Over the years, we’ve written a number of stories about the potential of solar windows that could convert light into energy. The technology, however, has yet to take off.
The main problem is that the solar windows created thus far have been too opaque, failing to allow much light to come through the windows. In search of a solution, scientists at South Korea’s Incheon National University have developed a solar panel that uses transparent photovoltaic technology (TPV). Unlike conventional solar panels, TPV can harness the invisible UV spectrum of sunlight to create energy, rather than the visible light harvested by opaque panels.
The transparent solar windows use titanium dioxide and nickel oxide as semiconductors. The benefit of titanium oxide is that it’s non-toxic and eco-friendly, while nickel oxide is abundant. In tests so far, these solar panels have an efficiency of 2.1 percent, which is quite a bit less than the 8 percent efficiency rate of semi-transparent windows we wrote about back in August.

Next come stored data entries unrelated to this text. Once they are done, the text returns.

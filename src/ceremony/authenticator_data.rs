use super::CeremonyError;
use super::cbor::parse_prefix;
use super::cose::CoseKey;

pub const FLAG_UP: u8 = 0x01;
pub const FLAG_UV: u8 = 0x04;
pub const FLAG_AT: u8 = 0x40;
pub const FLAG_ED: u8 = 0x80;

/// rpIdHash(32) + flags(1) + signCount(4)
const HEADER_LEN: usize = 37;

#[derive(Debug, Clone)]
pub struct AttestedCredential {
    pub aaguid: [u8; 16],
    pub credential_id: Vec<u8>,
    /// COSE_Key bytes exactly as they appeared in authenticatorData.
    pub public_key_cbor: Vec<u8>,
    pub public_key: CoseKey,
}

#[derive(Debug, Clone)]
pub struct AuthenticatorData {
    pub rp_id_hash: [u8; 32],
    pub flags: u8,
    pub sign_count: u32,
    pub attested: Option<AttestedCredential>,
}

impl AuthenticatorData {
    pub fn user_present(&self) -> bool {
        self.flags & FLAG_UP != 0
    }

    pub fn user_verified(&self) -> bool {
        self.flags & FLAG_UV != 0
    }
}

impl TryFrom<&[u8]> for AuthenticatorData {
    type Error = CeremonyError;

    fn try_from(data: &[u8]) -> Result<Self, Self::Error> {
        if data.len() < HEADER_LEN {
            return Err(CeremonyError::AuthenticatorData(format!(
                "{} bytes, need at least {HEADER_LEN}",
                data.len()
            )));
        }
        let mut rp_id_hash = [0u8; 32];
        rp_id_hash.copy_from_slice(&data[..32]);
        let flags = data[32];
        let sign_count = u32::from_be_bytes([data[33], data[34], data[35], data[36]]);

        let mut rest = &data[HEADER_LEN..];
        let attested = if flags & FLAG_AT != 0 {
            // aaguid(16) + credIdLen(2)
            if rest.len() < 18 {
                return Err(CeremonyError::AuthenticatorData(
                    "attested credential data truncated".into(),
                ));
            }
            let mut aaguid = [0u8; 16];
            aaguid.copy_from_slice(&rest[..16]);
            let id_len = u16::from_be_bytes([rest[16], rest[17]]) as usize;
            rest = &rest[18..];
            if rest.len() < id_len {
                return Err(CeremonyError::AuthenticatorData("credential id truncated".into()));
            }
            let credential_id = rest[..id_len].to_vec();
            rest = &rest[id_len..];

            let (value, used) = parse_prefix(rest)?;
            let public_key_cbor = rest[..used].to_vec();
            let public_key = CoseKey::from_value(&value)?;
            rest = &rest[used..];
            Some(AttestedCredential { aaguid, credential_id, public_key_cbor, public_key })
        } else {
            None
        };

        if flags & FLAG_ED != 0 {
            parse_prefix(rest)?;
        } else if !rest.is_empty() {
            return Err(CeremonyError::AuthenticatorData(format!(
                "{} trailing bytes",
                rest.len()
            )));
        }

        Ok(AuthenticatorData { rp_id_hash, flags, sign_count, attested })
    }
}

/// Build authenticatorData for a registration (AT set, includes credential data).
pub fn build_registration_auth_data(
    rp_id_hash: &[u8; 32],
    flags: u8,
    sign_count: u32,
    aaguid: &[u8; 16],
    credential_id: &[u8],
    cose_key: &[u8],
) -> Vec<u8> {
    let cred_id_len = credential_id.len() as u16;
    let mut data = Vec::new();
    data.extend_from_slice(rp_id_hash);
    data.push(flags | FLAG_AT);
    data.extend_from_slice(&sign_count.to_be_bytes());
    data.extend_from_slice(aaguid);
    data.extend_from_slice(&cred_id_len.to_be_bytes());
    data.extend_from_slice(credential_id);
    data.extend_from_slice(cose_key);
    data
}

/// Build authenticatorData for an assertion (no AT flag).
pub fn build_assertion_auth_data(rp_id_hash: &[u8; 32], flags: u8, sign_count: u32) -> Vec<u8> {
    let mut data = Vec::new();
    data.extend_from_slice(rp_id_hash);
    data.push(flags & !FLAG_AT);
    data.extend_from_slice(&sign_count.to_be_bytes());
    data
}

However, Incheon’s transparent windows do allow a lot more light to pass through—and considering the impressive track record of innovation within solar technology, we can reasonably expect these transparent windows to become more efficient over the years.
“While this innovative solar cell is still very much in its infancy, our results strongly suggest that further improvement is possible for transparent photovoltaics by optimizing the cell’s optical and electrical properties,” said Joondong Kim, who led the research team.